A hedge funder who has been one of the biggest sources of super-PAC cash for the GOP appears uninterested in helping Donald Trump.

Andy Martin Jr./ZUMA


In June 2012, hedge fund manager Paul Singer cut a $1 million check to the organizers of the Republican National Convention in Tampa. At the convention itself, he was a star. He hosted invitation-only briefings with Karl Rove and Condoleezza Rice and organized special events, including a dinner with Wisconsin Gov. Scott Walker and a breakfast at which he laid out his vision for “pro-growth” policies in a Mitt Romney administration.

This time around, it appears that Singer, who is reputedly worth $2.2 billion, will not be on hand to lecture well-heeled GOP insiders on his vision for a Donald Trump administration. And, Bloomberg reports, he won’t be cutting a check to fund someone else’s good time at the party’s convention in Cleveland next month.

That’s a big deal, and not just for the organizers of the convention. So far this election, Singer has donated at least $10.4 million to conservative causes, making him the third-largest donor in the cycle, and the second-biggest conservative donor. In 2014, he donated $10.6 million, mainly to super-PACs, again making him the No. 3 donor of the election cycle. And he apparently wants nothing to do with Trump.

Singer donated more than $5 million to the effort to elect Marco Rubio, then switched to backing anti-Trump super-PACs, pouring $2.5 million into a super-PAC set up explicitly for the purpose of undermining Trump. Given those donations, his decision to avoid helping Trump might have been made long ago. But the timing of the news isn’t great for Trump, who has, since the Orlando shooting, sought to portray himself as a friend of the LGBT community. To the degree there is an organized movement within the Republican Party to support gay marriage and equal rights, Singer is at its helm. He was the organizer and major funding source for American Unity PAC, a conservative pro-equality super-PAC that spent $4.7 million during the 2014 election cycle.

Even worse for Trump, Singer is also considered a bellwether donor, with other donors watching him before making decisions on their own donations.
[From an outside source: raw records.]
// Copyright 2025 Searchbase Authors
//
// Licensed under the Apache License, Version 2.0 (the "License");
// you may not use this file except in compliance with the License.
// You may obtain a copy of the License at
//
//     https://www.apache.org/licenses/LICENSE-2.0
//
// Unless required by applicable law or agreed to in writing, software
// distributed under the License is distributed on an "AS IS" BASIS,
// WITHOUT WARRANTIES OR CONDITIONS OF ANY KIND, either express or implied.
// See the License for the specific language governing permissions and
// limitations under the License.

//! Per-request options.

use crate::credentials::Credentials;
use crate::params::{ParamValue, Params};
use std::collections::BTreeMap;
use std::time::Duration;

/// The options for a single request.
///
/// Every operation takes a `RequestOptions` as its last argument. The default
/// value sends the request as-is; the `with_*` functions customize the query
/// string, the headers, and the transport behavior:
///
/// ```
/// use searchbase_sbx::options::RequestOptions;
/// use std::time::Duration;
/// let options = RequestOptions::new()
///     .with_param("pretty", true)
///     .with_header("x-correlation", "req-1234")
///     .with_timeout(Duration::from_secs(30))
///     .with_ignore_status([404]);
/// assert_eq!(options.params().get("pretty"), Some("true"));
/// ```
///
/// Query parameters set here are checked against the parameters the target
/// operation accepts. Unknown parameters are discarded before the request is
/// sent, or rejected when the client is configured for strict parameters.
#[derive(Clone, Debug, Default, PartialEq)]
pub struct RequestOptions {
    params: Params,
    headers: BTreeMap<String, String>,
    timeout: Option<Duration>,
    ignore_status: Vec<u16>,
    opaque_id: Option<String>,
    credentials: Option<Credentials>,
}

impl RequestOptions {
    pub fn new() -> Self {
        Self::default()
    }

    /// Adds a query string parameter.
    pub fn with_param<K, V>(mut self, name: K, value: V) -> Self
    where
        K: Into<String>,
        V: ParamValue,
    {
        self.params.set(name, value);
        self
    }

    /// Adds a request header.
    ///
    /// Header names are case insensitive and stored lowercased. The name and
    /// value are validated when the request is built.
    pub fn with_header<K, V>(mut self, name: K, value: V) -> Self
    where
        K: Into<String>,
        V: Into<String>,
    {
        self.headers
            .insert(name.into().to_ascii_lowercase(), value.into());
        self
    }

    /// Sets the timeout for this request.
    pub fn with_timeout(mut self, timeout: Duration) -> Self {
        self.timeout = Some(timeout);
        self
    }

    /// Treats the given HTTP error statuses as successful responses.
    ///
    /// This is useful for calls where an error status is an expected answer,
    /// such as a `404` when deleting something that may not exist.
    pub fn with_ignore_status<I: IntoIterator<Item = u16>>(mut self, statuses: I) -> Self {
        self.ignore_status = statuses.into_iter().collect();
        self
    }

    /// Sets the `x-opaque-id` header, used to correlate this request in the
    /// service's logs and task management APIs.
    pub fn with_opaque_id<T: Into<String>>(mut self, opaque_id: T) -> Self {
        self.opaque_id = Some(opaque_id.into());
        self
    }

    /// Overrides the client credentials for this request only.
    pub fn with_credentials(mut self, credentials: Credentials) -> Self {
        self.credentials = Some(credentials);
        self
    }

    pub fn params(&self) -> &Params {
        &self.params
    }

    pub fn params_mut(&mut self) -> &mut Params {
        &mut self.params
    }

    pub fn headers(&self) -> &BTreeMap<String, String> {
        &self.headers
    }

    pub fn headers_mut(&mut self) -> &mut BTreeMap<String, String> {
        &mut self.headers
    }

    pub fn timeout(&self) -> Option<Duration> {
        self.timeout
    }

    pub fn set_timeout(&mut self, timeout: Duration) {
        self.timeout = Some(timeout);
    }

    pub fn ignore_status(&self) -> &[u16] {
        &self.ignore_status
    }

    pub fn set_ignore_status(&mut self, statuses: Vec<u16>) {
        self.ignore_status = statuses;
    }

    pub fn opaque_id(&self) -> Option<&str> {
        self.opaque_id.as_deref()
    }

    pub fn set_opaque_id<T: Into<String>>(&mut self, opaque_id: T) {
        self.opaque_id = Some(opaque_id.into());
    }

    pub fn credentials(&self) -> Option<&Credentials> {
        self.credentials.as_ref()
    }

    pub fn set_credentials(&mut self, credentials: Credentials) {
        self.credentials = Some(credentials);
    }
}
But the rest of the Republican Party may not be broken up about Singer’s anti-Trump sentiments. In fact, Trump’s loss may be their gain. Even before Trump secured the nomination, Singer made a $1 million donation to the Mitch McConnell-linked Senate Leadership Fund and backed a smattering of state-specific super-PACs supporting the likes of Sen. Mark Kirk, the Republican senator from Illinois who’s facing a tough re-election fight in November.